Park in Anchorage, Alaska, United States

The Delaney Park Strip is an 11-block park in the Municipality of Anchorage, Alaska. Originally a firebreak, the Park Strip would become Anchorage's first airfield.

==History==
Known to the Anchorage community as the Park Strip, Delaney Park is the oldest park in the city. It was established as part of the original Anchorage township plat in 1917 and named for James Delaney, one of the first mayors of Anchorage.

The park was originally used simply as a firebreak, but in 1923 it became “The Golf Course.” The community used the space both for a golf course and an airstrip.

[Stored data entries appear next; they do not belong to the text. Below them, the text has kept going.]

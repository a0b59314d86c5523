use super::config::ArenaConfig;
use super::constants::HEADER_SIZE;
use super::error::{AllocError, ConfigError};
use super::heap::{Heap, RegionIter};
use super::region::{RegionHeader, RegionInfo};
use super::size_class::SizeClass;
use super::stats::ArenaStats;
use std::fmt;
use std::ptr::{self, NonNull};

/// A fixed capacity buddy arena.
///
/// The backing buffer is reserved on [`Arena::init`], or lazily by the first
/// call to [`Arena::alloc`], and released by [`Arena::cleanup`] or on drop.
/// Pointers handed out by an arena are only valid until they are freed or
/// the arena is cleaned up.
pub struct Arena {
    config: ArenaConfig,
    heap: Option<Heap>,
}

impl Arena {
    /// Creates an arena without reserving any memory yet.
    pub fn new(config: ArenaConfig) -> Result<Self, ConfigError> {
        config.validate()?;

        Ok(Self { config, heap: None })
    }

    pub fn config(&self) -> &ArenaConfig {
        &self.config
    }

    pub fn is_initialized(&self) -> bool {
        self.heap.is_some()
    }

    /// Reserves the backing buffer as a single free region. Does nothing if
    /// the arena is already initialized.
    pub fn init(&mut self) -> Result<(), AllocError> {
        self.heap_mut().map(|_| ())
    }

    /// Releases the backing buffer. Every pointer obtained from the arena
    /// becomes dangling; the next allocation reserves a fresh buffer.
    pub fn cleanup(&mut self) {
        if self.heap.take().is_some() {
            log::debug!("released arena of {} bytes", self.config.capacity);
        }
    }

    /// Allocates at least `size` bytes, 8 byte aligned.
    ///
    /// Returns `Ok(None)` for a zero sized request, or when no region large
    /// enough can be found even after fully coalescing the arena.
    pub fn alloc(&mut self, size: usize) -> Result<Option<NonNull<u8>>, AllocError> {
        let heap = self.heap_mut()?;

        if size == 0 {
            return Ok(None);
        }

        let class = SizeClass::get_for_size(size, heap.min_chunk())?;

        if class.size() > heap.capacity() {
            log::debug!("request of {} bytes is larger than the arena", size);
            return Ok(None);
        }

        let found = match heap.find(class.size()) {
            Some(offset) => Some(offset),
            None => {
                let passes = heap.coalesce_all();
                log::trace!("coalesced arena in {} passes", passes);

                heap.find(class.size())
            }
        };

        let Some(offset) = found else {
            log::debug!(
                "arena exhausted: no region of {} bytes for a request of {} bytes",
                class.size(),
                size
            );
            return Ok(None);
        };

        heap.set_header(offset, RegionHeader::used(class.size()));

        Ok(Some(heap.payload(offset)))
    }

    /// Returns the region behind `ptr` to the arena. Free buddies are merged
    /// later, when an allocation can't otherwise be satisfied.
    pub fn free(&mut self, ptr: NonNull<u8>) -> Result<(), AllocError> {
        let heap = self.heap_ref_mut(ptr)?;
        let offset = Self::used_region(heap, ptr)?;
        let size = heap.header(offset).size();

        heap.set_header(offset, RegionHeader::free(size));

        Ok(())
    }

    /// Allocates `count * size` bytes with every payload byte set to zero.
    pub fn zero_alloc(
        &mut self,
        count: usize,
        size: usize,
    ) -> Result<Option<NonNull<u8>>, AllocError> {
        let total = count.checked_mul(size).ok_or(AllocError::SizeOverflow)?;
        let Some(ptr) = self.alloc(total)? else {
            return Ok(None);
        };

        let payload = self.usable_size(ptr)?;

        unsafe { ptr::write_bytes(ptr.as_ptr(), 0, payload) };

        Ok(Some(ptr))
    }

    /// Resizes the allocation behind `ptr`, moving it if it doesn't fit in
    /// its current region.
    ///
    /// A `new_size` of 0 frees the allocation and returns `Ok(None)`. When
    /// no larger region is available the original allocation is left
    /// untouched and `Ok(None)` is returned. Allocations are never shrunk in
    /// place.
    pub fn realloc(
        &mut self,
        ptr: NonNull<u8>,
        new_size: usize,
    ) -> Result<Option<NonNull<u8>>, AllocError> {
        let heap = self.heap_ref(ptr)?;
        let offset = Self::used_region(heap, ptr)?;
        let old_size = heap.header(offset).size();
        let min_chunk = heap.min_chunk();

        if new_size == 0 {
            self.free(ptr)?;
            return Ok(None);
        }

        let class = SizeClass::get_for_size(new_size, min_chunk)?;

        if class.size() <= old_size {
            return Ok(Some(ptr));
        }

        let Some(new_ptr) = self.alloc(new_size)? else {
            return Ok(None);
        };

        let count = (old_size - HEADER_SIZE).min(new_size);

        // distinct regions of the same buffer never overlap
        unsafe { ptr::copy_nonoverlapping(ptr.as_ptr(), new_ptr.as_ptr(), count) };

        self.free(ptr)?;

        Ok(Some(new_ptr))
    }

    /// The number of payload bytes available behind a live allocation.
    pub fn usable_size(&self, ptr: NonNull<u8>) -> Result<usize, AllocError> {
        let heap = self.heap_ref(ptr)?;
        let offset = Self::used_region(heap, ptr)?;

        Ok(heap.header(offset).size() - HEADER_SIZE)
    }

    /// Merges free buddies until nothing more can be merged. Allocation does
    /// this on its own when it runs out of space; returns the number of
    /// passes that merged something.
    pub fn defragment(&mut self) -> usize {
        match self.heap.as_mut() {
            Some(heap) => heap.coalesce_all(),
            None => 0,
        }
    }

    /// Walks every region of the arena in ascending address order. Yields
    /// nothing if the arena isn't initialized.
    pub fn regions(&self) -> RegionIter<'_> {
        match self.heap.as_ref() {
            Some(heap) => heap.iter(),
            None => RegionIter::empty(),
        }
    }

    pub fn stats(&self) -> ArenaStats {
        let capacity = self.heap.as_ref().map_or(0, Heap::capacity);

        ArenaStats::from_regions(capacity, self.regions())
    }

    fn heap_mut(&mut self) -> Result<&mut Heap, AllocError> {
        let heap = match self.heap.take() {
            Some(heap) => heap,
            None => {
                let heap = Heap::new(&self.config)?;
                log::debug!(
                    "reserved arena of {} bytes at {:p}",
                    self.config.capacity,
                    heap.start()
                );
                heap
            }
        };

        Ok(self.heap.insert(heap))
    }

    fn heap_ref(&self, ptr: NonNull<u8>) -> Result<&Heap, AllocError> {
        self.heap.as_ref().ok_or(AllocError::InvalidPointer {
            address: ptr.as_ptr() as usize,
        })
    }

    fn heap_ref_mut(&mut self, ptr: NonNull<u8>) -> Result<&mut Heap, AllocError> {
        self.heap.as_mut().ok_or(AllocError::InvalidPointer {
            address: ptr.as_ptr() as usize,
        })
    }

    fn used_region(heap: &Heap, ptr: NonNull<u8>) -> Result<usize, AllocError> {
        let offset = heap.locate(ptr).map_err(|err| {
            log::warn!("rejected pointer {:p}: not allocated by this arena", ptr);
            err
        })?;

        if heap.header(offset).is_free() {
            log::warn!("rejected pointer {:p}: already freed", ptr);

            return Err(AllocError::DoubleFree {
                address: ptr.as_ptr() as usize,
            });
        }

        Ok(offset)
    }
}

impl Default for Arena {
    fn default() -> Self {
        Self {
            config: ArenaConfig::default(),
            heap: None,
        }
    }
}

impl fmt::Debug for Arena {
    fn fmt(&self, f: &mut fmt::Formatter<'_>) -> fmt::Result {
        f.debug_struct("Arena")
            .field("config", &self.config)
            .field("stats", &self.stats())
            .finish()
    }
}

impl fmt::Display for Arena {
    fn fmt(&self, f: &mut fmt::Formatter<'_>) -> fmt::Result {
        if !self.is_initialized() {
            return writeln!(f, "No memory allocated");
        }

        self.regions()
            .try_for_each(|region: RegionInfo| writeln!(f, "{}", region))
    }
}
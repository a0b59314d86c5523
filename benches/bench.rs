use criterion::{
    criterion_group, 
    criterion_main, 
    Criterion, 
};

use buddypit::{Arena, ArenaConfig};
use rand::rngs::StdRng;
use rand::{Rng, SeedableRng};

fn alloc_and_free(c: &mut Criterion) {
    let mut arena = Arena::new(ArenaConfig::default()).unwrap();
    arena.init().unwrap();

    c.bench_function("alloc free 24 bytes", |b| {
        b.iter(|| {
            let ptr = arena.alloc(24).unwrap().unwrap();
            arena.free(ptr).unwrap();
        });
    });

    c.bench_function("fill arena with 100 byte blocks", |b| {
        b.iter(|| {
            let mut ptrs = vec![];

            while let Some(ptr) = arena.alloc(100).unwrap() {
                ptrs.push(ptr);
            }

            for ptr in ptrs {
                arena.free(ptr).unwrap();
            }
        });
    });
}

fn mixed_sizes(c: &mut Criterion) {
    let mut arena = Arena::new(ArenaConfig::default()).unwrap();

    c.bench_function("mixed sizes with reallocs", |b| {
        b.iter(|| {
            let mut rng = StdRng::seed_from_u64(1115438165);
            let mut ptrs = vec![];

            for _ in 0..100 {
                let size = rng.gen_range(1..1600);

                if let Some(ptr) = arena.alloc(size).unwrap() {
                    ptrs.push(ptr);
                }
            }

            for ptr in ptrs.iter_mut() {
                let size = rng.gen_range(1..1600);

                if let Some(new_ptr) = arena.realloc(*ptr, size).unwrap() {
                    *ptr = new_ptr;
                }
            }

            for ptr in ptrs {
                arena.free(ptr).unwrap();
            }
        });
    });
}

criterion_group!(benches, alloc_and_free, mixed_sizes);
criterion_main!(benches);
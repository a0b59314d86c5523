use super::heap::{Heap, Pair};

impl Heap {
    /// One left to right pass merging every free buddy pair it walks over.
    /// A merged region is not revisited in the same pass, so merges cascade
    /// one level per pass. Returns whether anything was merged.
    pub fn coalesce(&mut self) -> bool {
        let end = self.capacity();
        let mut region = 0;
        let mut merges = 0;

        while region < end {
            match self.pair_at(region) {
                None => break,
                Some(Pair::Mergeable) => {
                    self.merge(region);
                    merges += 1;
                    region = self.next(region);
                }
                Some(Pair::Buddies(buddy)) => region = self.next(buddy),
                Some(Pair::Mismatched(buddy)) => region = buddy,
            }
        }

        log::trace!("coalesce pass merged {} buddy pairs", merges);

        merges > 0
    }

    /// Coalesces until a pass merges nothing. Returns the number of passes
    /// that merged something.
    pub fn coalesce_all(&mut self) -> usize {
        let mut passes = 0;

        while self.coalesce() {
            passes += 1;
        }

        passes
    }
}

Anchorage residents, working for free, had prepared a 300 by 2000 foot landing field for Noel Wien to fly Jimmy Rodebaugh's newly arrived Standard J-1. Wien's first flight took place on 4 June 1924, and by the end of the month had flown 170 passengers, two at a time in the front cockpit, on a 15 minute ride. These were the first passenger flights from Anchorage. Wien also started the first flight between Anchorage and Fairbanks from the strip on 6 July.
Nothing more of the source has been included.